The array version works identically to the string version, returning an array of matching elements. Ruby's equality operator handles element comparison, supporting integers, strings, symbols, or custom objects that implement ==.

Performance Considerations

LCS computation has inherent time complexity O(mn) for sequences of length m and n. No known algorithm solves the general LCS problem faster than quadratic time. Space complexity varies from O(mn) for basic tabulation to O(min(m,n)) for optimized approaches.

The naive recursive approach exhibits exponential time O(2^(m+n)) due to redundant computation. Each call may branch into two recursive calls, creating a binary tree of depth m+n. The number of subproblems grows exponentially, making this approach practical only for sequences under 20-30 elements. A sequence pair of length 40 each could trigger trillions of recursive calls.

Dynamic programming reduces time to O(mn) by computing each subproblem once. For sequences of length 1000 each, this means 1 million table entries versus potentially 2^2000 recursive calls. The space requirement of O(mn) can become problematic for very long sequences. Two sequences of 100,000 elements each require a table with 10 billion entries, potentially exceeding available memory.

Space optimization reduces memory to O(min(m,n)) by maintaining only two rows (or columns) of the DP table. This trades the ability to reconstruct the actual subsequence for reduced memory usage. For length computation only, this optimization enables processing much longer sequences. Computing LCS length for two 1 million element sequences requires only 1 million memory cells instead of 1 trillion.
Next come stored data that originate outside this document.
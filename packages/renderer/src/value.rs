use serde::{Deserialize, Serialize};
use std::collections::BTreeMap;

/// Attribute and state values.
///
/// Maps are ordered by key so every traversal (class maps, style maps, merges)
/// is deterministic.
#[derive(Debug, Clone, PartialEq, Serialize, Deserialize, Default)]
#[serde(untagged)]
pub enum Value {
    #[default]
    Null,
    Bool(bool),
    Number(f64),
    String(String),
    List(Vec<Value>),
    Map(BTreeMap<String, Value>),
}

impl Value {
    /// Build a map from `(key, value)` pairs.
    pub fn map<K, V>(entries: impl IntoIterator<Item = (K, V)>) -> Self
    where
        K: Into<String>,
        V: Into<Value>,
    {
        Value::Map(
            entries
                .into_iter()
                .map(|(key, value)| (key.into(), value.into()))
                .collect(),
        )
    }

    pub fn is_truthy(&self) -> bool {
        match self {
            Value::Null => false,
            Value::Bool(b) => *b,
            Value::Number(n) => *n != 0.0 && !n.is_nan(),
            Value::String(s) => !s.is_empty(),
            Value::List(_) | Value::Map(_) => true,
        }
    }

    pub fn is_composite(&self) -> bool {
        matches!(self, Value::List(_) | Value::Map(_))
    }

    pub fn as_str(&self) -> Option<&str> {
        match self {
            Value::String(s) => Some(s),
            _ => None,
        }
    }

    pub fn as_f64(&self) -> Option<f64> {
        match self {
            Value::Number(n) => Some(*n),
            _ => None,
        }
    }

    pub fn as_bool(&self) -> Option<bool> {
        match self {
            Value::Bool(b) => Some(*b),
            _ => None,
        }
    }

    pub fn as_map(&self) -> Option<&BTreeMap<String, Value>> {
        match self {
            Value::Map(map) => Some(map),
            _ => None,
        }
    }

    /// Look up `key` if this is a map.
    pub fn get(&self, key: &str) -> Option<&Value> {
        self.as_map().and_then(|map| map.get(key))
    }

    /// Follow a dotted path through nested maps, e.g. `"a.b"`.
    pub fn pointer(&self, path: &str) -> Option<&Value> {
        path.split('.')
            .try_fold(self, |value, segment| value.get(segment))
    }

    /// Text form used when a value lands in a generic host attribute.
    ///
    /// Scalars print plainly (`Null` is empty); lists and maps are written as JSON.
    pub fn to_attribute_string(&self) -> String {
        match self {
            Value::Null => String::new(),
            Value::Bool(b) => b.to_string(),
            Value::Number(n) => n.to_string(),
            Value::String(s) => s.clone(),
            Value::List(_) | Value::Map(_) => self.to_json().to_string(),
        }
    }

    /// JSON form with integral numbers written as integers.
    pub fn to_json(&self) -> serde_json::Value {
        match self {
            Value::Null => serde_json::Value::Null,
            Value::Bool(b) => serde_json::Value::Bool(*b),
            Value::Number(n) => number_to_json(*n),
            Value::String(s) => serde_json::Value::String(s.clone()),
            Value::List(items) => serde_json::Value::Array(items.iter().map(Value::to_json).collect()),
            Value::Map(entries) => serde_json::Value::Object(
                entries
                    .iter()
                    .map(|(key, value)| (key.clone(), value.to_json()))
                    .collect(),
            ),
        }
    }

    /// Merge `patch` into `self`.
    ///
    /// Map into map merges key by key, recursing where both sides hold maps.
    /// Every other combination replaces the old value with the patch wholesale,
    /// including lists (which are never merged index by index) and values of a
    /// different shape.
    pub fn merge(&mut self, patch: Value) {
        match patch {
            Value::Map(entries) => {
                if let Value::Map(existing) = self {
                    for (key, value) in entries {
                        match existing.get_mut(&key) {
                            Some(slot) => slot.merge(value),
                            None => {
                                existing.insert(key, value);
                            }
                        }
                    }
                } else {
                    *self = Value::Map(entries);
                }
            }
            other => *self = other,
        }
    }
}

/// Integers up to 2^53 are exact in an f64.
const MAX_EXACT_INTEGER: f64 = 9_007_199_254_740_992.0;

fn number_to_json(n: f64) -> serde_json::Value {
    if n.fract() == 0.0 && n.abs() <= MAX_EXACT_INTEGER {
        return serde_json::Value::from(n as i64);
    }
    serde_json::Number::from_f64(n)
        .map(serde_json::Value::Number)
        .unwrap_or(serde_json::Value::Null)
}

impl From<&str> for Value {
    fn from(s: &str) -> Self {
        Value::String(s.to_string())
    }
}

impl From<String> for Value {
    fn from(s: String) -> Self {
        Value::String(s)
    }
}

impl From<bool> for Value {
    fn from(b: bool) -> Self {
        Value::Bool(b)
    }
}

impl From<f64> for Value {
    fn from(n: f64) -> Self {
        Value::Number(n)
    }
}

impl From<i32> for Value {
    fn from(n: i32) -> Self {
        Value::Number(n.into())
    }
}

impl From<i64> for Value {
    fn from(n: i64) -> Self {
        Value::Number(n as f64)
    }
}

impl From<u32> for Value {
    fn from(n: u32) -> Self {
        Value::Number(n.into())
    }
}

impl<T: Into<Value>> From<Vec<T>> for Value {
    fn from(items: Vec<T>) -> Self {
        Value::List(items.into_iter().map(Into::into).collect())
    }
}

impl<T: Into<Value>> From<Option<T>> for Value {
    fn from(value: Option<T>) -> Self {
        value.map(Into::into).unwrap_or(Value::Null)
    }
}

impl From<BTreeMap<String, Value>> for Value {
    fn from(map: BTreeMap<String, Value>) -> Self {
        Value::Map(map)
    }
}

impl From<serde_json::Value> for Value {
    fn from(json: serde_json::Value) -> Self {
        match json {
            serde_json::Value::Null => Value::Null,
            serde_json::Value::Bool(b) => Value::Bool(b),
            serde_json::Value::Number(n) => Value::Number(n.as_f64().unwrap_or_default()),
            serde_json::Value::String(s) => Value::String(s),
            serde_json::Value::Array(items) => {
                Value::List(items.into_iter().map(Value::from).collect())
            }
            serde_json::Value::Object(entries) => Value::Map(
                entries
                    .into_iter()
                    .map(|(key, value)| (key, Value::from(value)))
                    .collect(),
            ),
        }
    }
}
def benchmark_lcs_approaches(x, y)
  require 'benchmark'
  
  Benchmark.bm(20) do |bm|
    bm.report("Tabulation:") do
      lcs_length(x, y)
    end
    
    bm.report("Memoization:") do
      solver = LCSMemoized.new(x, y)
      solver.compute
    end
    
    bm.report("Space-optimized:") do
      lcs_length_optimized(x, y)
    end
  end
end

# Example output for moderately sized inputs:
# Tabulation:          0.180000   0.000000   0.180000
# Memoization:         0.240000   0.010000   0.250000  
# Space-optimized:     0.190000   0.000000   0.190000

Memoization typically runs slower than tabulation despite identical asymptotic complexity. The overhead of hash table operations, recursive function calls, and cache lookups adds constant factors. Tabulation uses simple array indexing with predictable memory access patterns, benefiting from CPU cache locality. The performance gap widens as sequence length increases.

Character comparison operations dominate execution time. For sequences with many matching characters, the algorithm performs more diagonal moves in the table. For completely dissimilar sequences, it performs more row/column moves. The distribution of matches and mismatches affects constant factors but not asymptotic complexity.
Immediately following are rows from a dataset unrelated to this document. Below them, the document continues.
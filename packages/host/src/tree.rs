use crate::error::{HostError, HostResult};
use crate::event::{EventHandler, ListenerId};
use crate::range::HostRange;
use std::fmt;

/// The visual tree a renderer materializes into.
///
/// Handles are cheap to clone and every operation takes `&self`: hosts use
/// interior mutability, so an event handler running inside a dispatch can
/// still mutate the tree.
pub trait HostTree: Clone + 'static {
    type Node: Clone + fmt::Debug + 'static;

    /// A handle that does not keep its node alive.
    type WeakNode: Clone + fmt::Debug + 'static;

    fn downgrade_node(&self, node: &Self::Node) -> Self::WeakNode;

    fn upgrade_node(&self, node: &Self::WeakNode) -> Option<Self::Node>;

    fn create_element(&self, tag: &str) -> Self::Node;

    fn create_text(&self, content: &str) -> Self::Node;

    fn is_element(&self, node: &Self::Node) -> bool;

    fn add_class(&self, node: &Self::Node, class: &str) -> HostResult<()>;

    fn remove_class(&self, node: &Self::Node, class: &str) -> HostResult<()>;

    fn set_style(&self, node: &Self::Node, key: &str, value: &str) -> HostResult<()>;

    fn set_attribute(&self, node: &Self::Node, name: &str, value: &str) -> HostResult<()>;

    fn add_event_listener(
        &self,
        node: &Self::Node,
        event: &str,
        handler: EventHandler,
    ) -> HostResult<ListenerId>;

    /// Returns `false` if no listener with this id was registered on the node.
    fn remove_event_listener(&self, node: &Self::Node, id: ListenerId) -> HostResult<bool>;

    fn child_count(&self, container: &Self::Node) -> HostResult<usize>;

    fn child_at(&self, container: &Self::Node, index: usize) -> HostResult<Option<Self::Node>>;

    /// Remove the delimited children. The range collapses to its start.
    fn delete_contents(&self, range: &mut HostRange<Self::Node>) -> HostResult<()>;

    /// Insert `node` at the range start. The range end grows by one.
    fn insert_node(&self, range: &mut HostRange<Self::Node>, node: &Self::Node) -> HostResult<()>;

    /// A range over `container`'s children `start..end`, checked against its child count.
    fn range(
        &self,
        container: &Self::Node,
        start: usize,
        end: usize,
    ) -> HostResult<HostRange<Self::Node>> {
        let len = self.child_count(container)?;
        if end > len {
            return Err(HostError::out_of_bounds(end, len));
        }
        HostRange::new(container.clone(), start, end)
    }
}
Memory access patterns impact performance significantly. Tabulation filling row by row exhibits good cache locality, accessing adjacent memory locations. Column-by-column filling can cause more cache misses depending on array layout in memory. Ruby's array implementation stores elements contiguously, favoring row-major access.

For very long sequences with high similarity, algorithms like Hunt-Szymanski can outperform dynamic programming, achieving O((r+n) log n) time where r represents the number of matched pairs. This approach suits scenarios like version control diffs where files have many identical lines. The algorithm becomes slower than DP when sequences have low similarity, making DP the safer general-purpose choice.
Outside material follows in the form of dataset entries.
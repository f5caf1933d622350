use crate::memory::MemoryNode;

/// Options for HTML serialization
#[derive(Debug, Clone)]
pub struct HtmlOptions {
    /// One node per line, indented by depth
    pub pretty: bool,
    /// Indentation string
    pub indent: String,
}

impl Default for HtmlOptions {
    fn default() -> Self {
        Self {
            pretty: true,
            indent: "  ".to_string(),
        }
    }
}

impl HtmlOptions {
    pub fn compact() -> Self {
        Self {
            pretty: false,
            ..Default::default()
        }
    }
}

const VOID_ELEMENTS: &[&str] = &[
    "area", "base", "br", "col", "embed", "hr", "img", "input", "link", "meta", "source",
    "track", "wbr",
];

struct Context<'a> {
    options: &'a HtmlOptions,
    depth: usize,
    buffer: String,
}

impl<'a> Context<'a> {
    fn new(options: &'a HtmlOptions) -> Self {
        Self {
            options,
            depth: 0,
            buffer: String::new(),
        }
    }

    fn add_line(&mut self, text: &str) {
        if self.options.pretty {
            for _ in 0..self.depth {
                self.buffer.push_str(&self.options.indent);
            }
        }
        self.buffer.push_str(text);
        if self.options.pretty {
            self.buffer.push('\n');
        }
    }

    fn indent(&mut self) {
        self.depth += 1;
    }

    fn dedent(&mut self) {
        if self.depth > 0 {
            self.depth -= 1;
        }
    }

    fn get_output(self) -> String {
        self.buffer
    }
}

/// Serialize `node` and its subtree.
///
/// Attributes keep insertion order; `class` and `style` are synthesized from the
/// class list and style declarations and come last.
pub fn to_html(node: &MemoryNode, options: &HtmlOptions) -> String {
    let mut ctx = Context::new(options);
    write_node(node, &mut ctx);
    ctx.get_output()
}

/// Serialize only the children of `container`, e.g. everything mounted in a body.
pub fn inner_html(container: &MemoryNode, options: &HtmlOptions) -> String {
    let mut ctx = Context::new(options);
    for child in container.children() {
        write_node(&child, &mut ctx);
    }
    ctx.get_output()
}

fn write_node(node: &MemoryNode, ctx: &mut Context) {
    let Some(tag) = node.tag() else {
        ctx.add_line(&escape_text(&node.text_value().unwrap_or_default()));
        return;
    };

    let open = open_tag(&tag, node);
    if VOID_ELEMENTS.contains(&tag.as_str()) {
        ctx.add_line(&open);
        return;
    }

    let children = node.children();
    match children.as_slice() {
        [] => ctx.add_line(&format!("{}</{}>", open, tag)),
        [only] if !only.is_element() => {
            let text = escape_text(&only.text_value().unwrap_or_default());
            ctx.add_line(&format!("{}{}</{}>", open, text, tag));
        }
        _ => {
            ctx.add_line(&open);
            ctx.indent();
            for child in &children {
                write_node(child, ctx);
            }
            ctx.dedent();
            ctx.add_line(&format!("</{}>", tag));
        }
    }
}

fn open_tag(tag: &str, node: &MemoryNode) -> String {
    let mut open = format!("<{}", tag);

    for (name, value) in node.attributes() {
        open.push_str(&format!(" {}=\"{}\"", name, escape_attribute(&value)));
    }

    let classes = node.classes();
    if !classes.is_empty() {
        open.push_str(&format!(" class=\"{}\"", escape_attribute(&classes.join(" "))));
    }

    let styles = node.styles();
    if !styles.is_empty() {
        let declarations: Vec<String> = styles
            .iter()
            .map(|(key, value)| format!("{}: {}", key, value))
            .collect();
        open.push_str(&format!(
            " style=\"{}\"",
            escape_attribute(&declarations.join("; "))
        ));
    }

    open.push('>');
    open
}

fn escape_text(text: &str) -> String {
    text.replace('&', "&amp;")
        .replace('<', "&lt;")
        .replace('>', "&gt;")
}

fn escape_attribute(value: &str) -> String {
    value
        .replace('&', "&amp;")
        .replace('"', "&quot;")
        .replace('<', "&lt;")
}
Parallelization offers limited benefits for LCS computation. The dependencies between table cells (each cell depends on three others) create serialization constraints. Diagonal computation allows some parallelization, processing cells on the same diagonal concurrently since they don't depend on each other. This approach complicates implementation significantly while providing modest speedups.

Practical Examples

Version control systems compute file differences by finding the LCS of file lines. Two versions of a file represent sequences of text lines, and the LCS identifies unchanged lines. Lines not in the LCS represent additions or deletions.

def compute_diff(original_lines, modified_lines)
  lcs = lcs_array(original_lines, modified_lines)
  lcs_set = Set.new(lcs.map.with_index { |line, idx| [line, idx] })
  
  diff = []
  lcs_idx = 0
  orig_idx = 0
  mod_idx = 0
  
  while orig_idx < original_lines.length || mod_idx < modified_lines.length
    if orig_idx < original_lines.length && 
       lcs_idx < lcs.length && 
       original_lines[orig_idx] == lcs[lcs_idx]
      # Line unchanged
      diff << [:unchanged, original_lines[orig_idx]]
      orig_idx += 1
      mod_idx += 1
      lcs_idx += 1
    elsif orig_idx < original_lines.length &&
          (mod_idx >= modified_lines.length ||
           original_lines[orig_idx] != lcs[lcs_idx])
      # Line deleted
      diff << [:deleted, original_lines[orig_idx]]
      orig_idx += 1
    else
      # Line added
      diff << [:added, modified_lines[mod_idx]]
      mod_idx += 1
    end
  end
  
  diff
end

original = ["line 1", "line 2", "line 3", "line 4"]
modified = ["line 1", "line 2a", "line 3", "line 5"]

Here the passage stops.